Annex 2: Technical and Organizational Security Measures
The technical and organizational security measures applied by gther to the Customer Personal Data are set forth in the Agreement.
- All facilities used for storage and Processing of Personal Data will have access control and/or restricted access to prevent access by non-authorized persons.
- gther will take reasonable steps to ensure the reliability of any employees of gther , who have access to the Personal Data. gther shall ensure that such employees have received appropriate training and sufficient instructions in the care and handling of Personal Data.
- The Processing of Personal Data will be organized in a way so that the necessary checks are made to ensure that no inaccurate or misleading Personal Data are processed.

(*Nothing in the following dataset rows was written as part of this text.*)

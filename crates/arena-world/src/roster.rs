//! Structure-of-Arrays robot storage.
//!
//! Every `Vec` field has exactly `len()` elements; a `RobotId` is the index
//! into all of them:
//!
//! ```ignore
//! let pos = roster.positions[robot.index()];  // O(1), cache-friendly
//! ```
//!
//! Robots are appended by [`Roster::spawn`] and never removed, so IDs stay
//! stable for the life of a match.  Decision engines receive the roster
//! read-only; only the host mutates it between decisions.

use arena_core::{OwnerId, Position, RobotId};

/// SoA storage for all robots in a match, across every competitor.
#[derive(Clone, Debug, Default)]
#[cfg_attr(feature = "serde", derive(serde::Serialize, serde::Deserialize))]
pub struct Roster {
    /// Competitor label per robot.
    pub owners: Vec<OwnerId>,
    /// Current cell per robot.
    pub positions: Vec<Position>,
    /// Current energy per robot.  Non-negative; the host saturates at zero.
    pub energies: Vec<u32>,
}

impl Roster {
    pub fn new() -> Self {
        Self::default()
    }

    /// Append a robot and return its stable ID.
    pub fn spawn(&mut self, owner: OwnerId, position: Position, energy: u32) -> RobotId {
        let id = RobotId(self.owners.len() as u32);
        self.owners.push(owner);
        self.positions.push(position);
        self.energies.push(energy);
        id
    }

    #[inline]
    pub fn len(&self) -> usize {
        self.owners.len()
    }

    #[inline]
    pub fn is_empty(&self) -> bool {
        self.owners.is_empty()
    }

    /// Iterator over all `RobotId`s in ascending index order.
    pub fn robot_ids(&self) -> impl Iterator<Item = RobotId> + '_ {
        (0..self.owners.len() as u32).map(RobotId)
    }

    // ── Per-robot accessors ───────────────────────────────────────────────

    #[inline]
    pub fn owner(&self, robot: RobotId) -> OwnerId {
        self.owners[robot.index()]
    }

    #[inline]
    pub fn position(&self, robot: RobotId) -> Position {
        self.positions[robot.index()]
    }

    #[inline]
    pub fn energy(&self, robot: RobotId) -> u32 {
        self.energies[robot.index()]
    }

    #[inline]
    pub fn set_position(&mut self, robot: RobotId, position: Position) {
        self.positions[robot.index()] = position;
    }

    /// Add `amount` to a robot's energy.
    #[inline]
    pub fn credit(&mut self, robot: RobotId, amount: u32) {
        self.energies[robot.index()] += amount;
    }

    /// Subtract `amount` from a robot's energy, saturating at zero.
    #[inline]
    pub fn debit(&mut self, robot: RobotId, amount: u32) {
        let e = &mut self.energies[robot.index()];
        *e = e.saturating_sub(amount);
    }

    // ── Occupancy queries ─────────────────────────────────────────────────

    /// The first robot (in ascending ID order) standing on `position`.
    ///
    /// The scan order is load-bearing: occupancy classification keys off
    /// whichever robot is found first, matching roster enumeration order.
    pub fn robot_at(&self, position: Position) -> Option<RobotId> {
        self.positions
            .iter()
            .position(|&p| p == position)
            .map(|i| RobotId(i as u32))
    }

    /// How many live robots `owner` fields.
    pub fn owned_count(&self, owner: OwnerId) -> usize {
        self.owners.iter().filter(|&&o| o == owner).count()
    }
}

- gther will only access Personal Data using a secure and controlled IT system, which includes confidential passwords which prevents unauthorized access to the Personal Data. Such password must be changed at least every three (3) months or when special conditions mandate this.
- Removable storage media including security copies will be securely stored under lock and in a way preventing unauthorized access to Personal Data.

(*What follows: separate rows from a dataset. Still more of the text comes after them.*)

// ── HarvesterStrategy ─────────────────────────────────────────────────────────

#[cfg(test)]
mod harvester_tests {
    use super::*;

    #[test]
    fn round_counter_tracks_signals() {
        let mut s = HarvesterStrategy::new();
        assert_eq!(s.round().0, 0);
        advance(&mut s, 3);
        assert_eq!(s.round().0, 3);
    }

    #[test]
    fn round_start_clears_reservations_every_time() {
        let map = make_map(&[(5, 0), (9, 0)]);
        let mut roster = Roster::new();
        let r = roster.spawn(US, pos(0, 0), 100);
        let ctx = TurnContext::new(&map, &roster);

        let mut s = HarvesterStrategy::new();
        for _ in 0..4 {
            s.on_round_start();
            assert!(s.reservations().is_empty());
            let action = s.decide(r, &ctx);
            assert_eq!(action, Action::Move { to: pos(5, 0) });
            assert!(s.reservations().is_claimed(pos(5, 0)));
        }
    }

    #[test]
    fn scenario_a_spawns_in_the_early_game() {
        // Energy 400, round 10, fleet of 1, 10 stations, nearest within 180.
        let stations: Vec<(i32, i32)> = (0..10).map(|i| (5 + i * 7, 0)).collect();
        let map = make_map(&stations);
        let mut roster = Roster::new();
        let r = roster.spawn(US, pos(0, 0), 400);
        let ctx = TurnContext::new(&map, &roster);

        let mut s = HarvesterStrategy::new();
        advance(&mut s, 10);
        assert_eq!(s.decide(r, &ctx), Action::Spawn);
    }

    #[test]
    fn scenario_b_harvests_on_station_regardless_of_state() {
        let map = make_map(&[(5, 5)]);
        let mut roster = Roster::new();
        let r = roster.spawn(US, pos(5, 5), 0);
        let ctx = TurnContext::new(&map, &roster);

        let mut s = HarvesterStrategy::new();
        advance(&mut s, 50);
        assert_eq!(s.decide(r, &ctx), Action::Harvest);
    }

    #[test]
    fn scenario_c_attacks_when_profitable() {
        // d=10, enemy energy 2000: cost 60 ≤ 100, gain 100 > 50 → raid.
        let map = make_map(&[(10, 0)]);
        let mut roster = Roster::new();
        let r = roster.spawn(US, pos(0, 0), 100);
        roster.spawn(THEM, pos(10, 0), 2_000);
        let ctx = TurnContext::new(&map, &roster);

        let mut s = HarvesterStrategy::new();
        advance(&mut s, 1);
        assert_eq!(s.decide(r, &ctx), Action::Move { to: pos(10, 0) });
        assert!(s.reservations().is_claimed(pos(10, 0)));
    }

    #[test]
    fn scenario_d_steps_toward_unprofitable_enemy() {
        // d=10, enemy energy 500: gain 25 ≤ 50 → approach one cell instead.
        let map = make_map(&[(10, 0)]);
        let mut roster = Roster::new();
        let r = roster.spawn(US, pos(0, 0), 100);
        roster.spawn(THEM, pos(10, 0), 500);
        let ctx = TurnContext::new(&map, &roster);

        let mut s = HarvesterStrategy::new();
        advance(&mut s, 1);
        assert_eq!(s.decide(r, &ctx), Action::Move { to: pos(1, 0) });
        // The approach branch must not commit the station.
        assert!(s.reservations().is_empty());
    }

    #[test]
    fn attack_gain_threshold_is_strict() {
        // Gain must strictly exceed 50: 1000/20 = 50 → no raid; 1020/20 = 51 → raid.
        let map = make_map(&[(10, 0)]);
        let mut roster = Roster::new();
        let r = roster.spawn(US, pos(0, 0), 100);
        let enemy = roster.spawn(THEM, pos(10, 0), 1_000);

        let mut s = HarvesterStrategy::new();
        advance(&mut s, 1);
        {
            let ctx = TurnContext::new(&map, &roster);
            assert_eq!(s.decide(r, &ctx), Action::Move { to: pos(1, 0) });
        }

        roster.energies[enemy.index()] = 1_020;
        let ctx = TurnContext::new(&map, &roster);
        assert_eq!(s.decide(r, &ctx), Action::Move { to: pos(10, 0) });
    }

    #[test]
    fn attack_requires_covering_the_full_cost() {
        // cost = 10 + 50 = 60; energy 59 falls back to the approach branch.
        let map = make_map(&[(10, 0)]);
        let mut roster = Roster::new();
        let r = roster.spawn(US, pos(0, 0), 59);
        roster.spawn(THEM, pos(10, 0), 2_000);
        let ctx = TurnContext::new(&map, &roster);

        let mut s = HarvesterStrategy::new();
        advance(&mut s, 1);
        assert_eq!(s.decide(r, &ctx), Action::Move { to: pos(1, 0) });
    }

    #[test]
    fn redirects_from_friendly_station_to_first_fallback() {
        // Nearest is teammate-held; fallback is the first non-friendly
        // station in registry order — here the farther free one.
        let map = make_map(&[(50, 50), (1, 0)]);
        let mut roster = Roster::new();
        let r = roster.spawn(US, pos(0, 0), 100);
        roster.spawn(US, pos(1, 0), 100);
        let ctx = TurnContext::new(&map, &roster);

        let mut s = HarvesterStrategy::new();
        advance(&mut s, 1);
        assert_eq!(s.decide(r, &ctx), Action::Move { to: pos(50, 50) });
        assert!(s.reservations().is_claimed(pos(50, 50)));
    }

    #[test]
    fn idles_when_friendly_target_has_no_fallback() {
        let map = make_map(&[(1, 0)]);
        let mut roster = Roster::new();
        let r = roster.spawn(US, pos(0, 0), 100);
        roster.spawn(US, pos(1, 0), 100);
        let ctx = TurnContext::new(&map, &roster);

        let mut s = HarvesterStrategy::new();
        advance(&mut s, 1);
        assert_eq!(s.decide(r, &ctx), Action::Idle);
    }

    #[test]
    fn idles_when_no_station_survives_the_filter() {
        let map = make_map(&[]);
        let mut roster = Roster::new();
        let r = roster.spawn(US, pos(0, 0), 100);
        let ctx = TurnContext::new(&map, &roster);

        let mut s = HarvesterStrategy::new();
        advance(&mut s, 1);
        assert_eq!(s.decide(r, &ctx), Action::Idle);
    }

    #[test]
    fn moves_directly_when_affordable_and_steps_when_not() {
        let map = make_map(&[(5, 0)]);
        let mut roster = Roster::new();
        let rich = roster.spawn(US, pos(0, 0), 5);
        let poor = roster.spawn(US, pos(0, 10), 4);
        let ctx = TurnContext::new(&map, &roster);

        let mut s = HarvesterStrategy::new();
        advance(&mut s, 1);
        assert_eq!(s.decide(rich, &ctx), Action::Move { to: pos(5, 0) });

        let mut s = HarvesterStrategy::new();
        advance(&mut s, 1);
        assert_eq!(s.decide(poor, &ctx), Action::Move { to: pos(1, 9) });
        assert!(s.reservations().is_empty());
    }

    #[test]
    fn reservations_spread_one_fleet_across_stations() {
        // Two robots, two stations, one round: the second decision must not
        // re-target the station the first committed to.
        let map = make_map(&[(2, 0), (5, 5)]);
        let mut roster = Roster::new();
        let first = roster.spawn(US, pos(0, 0), 300);
        let second = roster.spawn(US, pos(0, 1), 300);
        let ctx = TurnContext::new(&map, &roster);

        let mut s = HarvesterStrategy::new();
        advance(&mut s, 1);
        let a = s.decide(first, &ctx);
        let b = s.decide(second, &ctx);
        assert_eq!(a, Action::Move { to: pos(2, 0) });
        assert_eq!(b, Action::Move { to: pos(5, 5) });
    }

    // ── Clone gating ──────────────────────────────────────────────────────

    fn clone_ready_fixture() -> (GameMap, Roster, RobotId) {
        let stations: Vec<(i32, i32)> = (0..10).map(|i| (5 + i * 7, 0)).collect();
        let map = make_map(&stations);
        let mut roster = Roster::new();
        let r = roster.spawn(US, pos(0, 0), 400);
        (map, roster, r)
    }

    #[test]
    fn clone_blocked_from_round_37() {
        let (map, roster, r) = clone_ready_fixture();
        let ctx = TurnContext::new(&map, &roster);

        let mut s = HarvesterStrategy::new();
        advance(&mut s, 36);
        assert_eq!(s.decide(r, &ctx), Action::Spawn);

        s.on_round_start(); // round 37
        assert_ne!(s.decide(r, &ctx), Action::Spawn);
    }

    #[test]
    fn clone_requires_energy_above_floor() {
        let (map, mut roster, r) = clone_ready_fixture();
        roster.energies[r.index()] = 340; // floor is strict
        let ctx = TurnContext::new(&map, &roster);

        let mut s = HarvesterStrategy::new();
        advance(&mut s, 1);
        assert_ne!(s.decide(r, &ctx), Action::Spawn);
    }

    #[test]
    fn clone_blocked_without_station_in_radius() {
        // Both stations sit beyond Chebyshev distance 180.
        let map = make_map(&[(200, 0), (250, 250)]);
        let mut roster = Roster::new();
        let r = roster.spawn(US, pos(0, 0), 400);
        let ctx = TurnContext::new(&map, &roster);

        let mut s = HarvesterStrategy::new();
        advance(&mut s, 1);
        // Falls through to routing: the station is free and affordable.
        assert_eq!(s.decide(r, &ctx), Action::Move { to: pos(200, 0) });
    }

    #[test]
    fn clone_blocked_when_fleet_matches_station_count() {
        let map = make_map(&[(5, 0), (9, 0)]);
        let mut roster = Roster::new();
        let r = roster.spawn(US, pos(0, 0), 400);
        roster.spawn(US, pos(0, 1), 400);
        let ctx = TurnContext::new(&map, &roster);

        let mut s = HarvesterStrategy::new();
        advance(&mut s, 1);
        assert_ne!(s.decide(r, &ctx), Action::Spawn);
    }

    #[test]
    fn clone_blocked_at_fleet_cap() {
        // 61 stations but the fleet already has 60 robots.
        let stations: Vec<(i32, i32)> = (0..61).map(|i| (i % 10, i / 10)).collect();
        let map = make_map(&stations);
        let mut roster = Roster::new();
        let r = roster.spawn(US, pos(0, 100), 400);
        for i in 1..60 {
            roster.spawn(US, pos(i, 100), 400);
        }
        assert_eq!(roster.owned_count(US), 60);
        let ctx = TurnContext::new(&map, &roster);

        let mut s = HarvesterStrategy::new();
        advance(&mut s, 1);
        assert_ne!(s.decide(r, &ctx), Action::Spawn);
    }

    #[test]
    fn clone_needs_a_non_friendly_station_in_radius() {
        // The only in-radius station is held by a teammate; the others are
        // too far away to justify a clone.
        let map = make_map(&[(5, 0), (250, 250), (0, 250)]);
        let mut roster = Roster::new();
        let r = roster.spawn(US, pos(0, 0), 400);
        roster.spawn(US, pos(5, 0), 100);
        let ctx = TurnContext::new(&map, &roster);

        let mut s = HarvesterStrategy::new();
        advance(&mut s, 1);
        assert_ne!(s.decide(r, &ctx), Action::Spawn);
    }
}
//! The harvester decision engine — clone early, harvest greedily, raid when
//! profitable.

use arena_core::{Round, RobotId};

use crate::target::{Occupancy, first_fallback, nearest_unclaimed, occupancy_at};
use crate::{Action, ReservationSet, Strategy, TurnContext};

/// Cloning is allowed only while the round counter is below this.
const CLONE_ROUND_CUTOFF: u32 = 37;

/// A robot must hold strictly more than this to clone.
const CLONE_ENERGY_FLOOR: u32 = 340;

/// Hard cap on one fleet's size.
const FLEET_CAP: usize = 60;

/// A clone is only worthwhile if some non-friendly station lies within this
/// radius of the parent.
const CLONE_SEARCH_RADIUS: u32 = 180;

/// Flat energy surcharge an attack costs on top of the move.
const ATTACK_OVERHEAD: u32 = 50;

/// An attack must net strictly more than this to be worth committing to.
const ATTACK_GAIN_FLOOR: u32 = 50;

/// Levy divisor: an attack takes `victim_energy / 20` (5 %, floored).
const ENEMY_LEVY_DIVISOR: u32 = 20;

/// The standard fleet brain: a fixed-priority decision tree over cloning,
/// harvesting, raiding, and routing, with per-round station reservations to
/// keep the fleet spread across resources.
///
/// One instance per competitor.  Holds exactly two pieces of cross-call
/// state: the round counter (incremented on every round-start signal, never
/// reset) and the [`ReservationSet`] (bulk-cleared on every round-start
/// signal).
#[derive(Debug, Default)]
pub struct HarvesterStrategy {
    round: Round,
    reservations: ReservationSet,
}

impl HarvesterStrategy {
    pub fn new() -> Self {
        Self::default()
    }

    /// The current round as this engine has counted it.
    #[inline]
    pub fn round(&self) -> Round {
        self.round
    }

    /// This round's station claims (read-only; for inspection and tests).
    #[inline]
    pub fn reservations(&self) -> &ReservationSet {
        &self.reservations
    }

    /// The cloning gate: early game, a fat energy reserve, headroom under
    /// both the fleet cap and the station count, and at least one
    /// non-friendly station in reach.
    fn should_clone(&self, robot: RobotId, ctx: &TurnContext<'_>) -> bool {
        if self.round.0 >= CLONE_ROUND_CUTOFF {
            return false;
        }
        if ctx.roster.energy(robot) <= CLONE_ENERGY_FLOOR {
            return false;
        }
        let fleet = ctx.roster.owned_count(ctx.roster.owner(robot));
        if fleet >= FLEET_CAP || fleet >= ctx.map.station_count() {
            return false;
        }
        self.reachable_station_exists(robot, ctx)
    }

    /// `true` if some station within [`CLONE_SEARCH_RADIUS`] is not already
    /// held by a teammate — i.e. a clone would have somewhere to go.
    fn reachable_station_exists(&self, robot: RobotId, ctx: &TurnContext<'_>) -> bool {
        let origin = ctx.roster.position(robot);
        let owner = ctx.roster.owner(robot);
        ctx.map.stations().iter().any(|station| {
            origin.distance(station.position) <= CLONE_SEARCH_RADIUS
                && occupancy_at(station.position, owner, ctx.roster) != Occupancy::FriendlyHeld
        })
    }
}

impl Strategy for HarvesterStrategy {
    fn on_round_start(&mut self) {
        self.round = self.round.next();
        self.reservations.clear();
    }

    fn decide(&mut self, robot: RobotId, ctx: &TurnContext<'_>) -> Action {
        let position = ctx.roster.position(robot);
        let energy = ctx.roster.energy(robot);

        if self.should_clone(robot, ctx) {
            return Action::Spawn;
        }

        if ctx.map.has_station_at(position) {
            return Action::Harvest;
        }

        let Some(target) = nearest_unclaimed(robot, ctx, &self.reservations) else {
            return Action::Idle;
        };

        match target.occupancy {
            // Raid if the numbers work; otherwise close the distance one
            // step per round until they do.
            Occupancy::EnemyHeld(enemy) => {
                let attack_cost = target.distance + ATTACK_OVERHEAD;
                let attack_gain = ctx.roster.energy(enemy) / ENEMY_LEVY_DIVISOR;
                if energy >= attack_cost && attack_gain > ATTACK_GAIN_FLOOR {
                    self.reservations.claim(target.position);
                    Action::Move { to: target.position }
                } else {
                    Action::Move { to: position.step_toward(target.position) }
                }
            }

            // A teammate already sits there: redirect to the first station
            // nobody on this fleet holds or has claimed.
            Occupancy::FriendlyHeld => match first_fallback(ctx.roster.owner(robot), ctx, &self.reservations) {
                Some(fallback) => {
                    self.reservations.claim(fallback);
                    Action::Move { to: fallback }
                }
                None => Action::Idle,
            },

            Occupancy::Free => {
                if energy >= target.distance {
                    self.reservations.claim(target.position);
                    Action::Move { to: target.position }
                } else {
                    Action::Move { to: position.step_toward(target.position) }
                }
            }
        }
    }
}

- When transmitting Personal Data via the Internet or other external networks, gther is responsible for implementing the necessary security measures to prevent unauthorized access. As a minimum, Personal Data will be encrypted during the transmission. Transmission of sensitive Personal Data requires an encryption algorithm based on at least 256 bit key and complying with the specifications for the encryption standard AES. When using internal networks, un-authorized access must be prevented.
- Manual material such as print outs, error- and control lists etc. and other material, which direct or indirectly may refer to a specific Data Subject, will be securely stored, locked away, preventing unauthorized access.
- Deletion of Personal Data from electronic media must be done in a way preventing data recovery.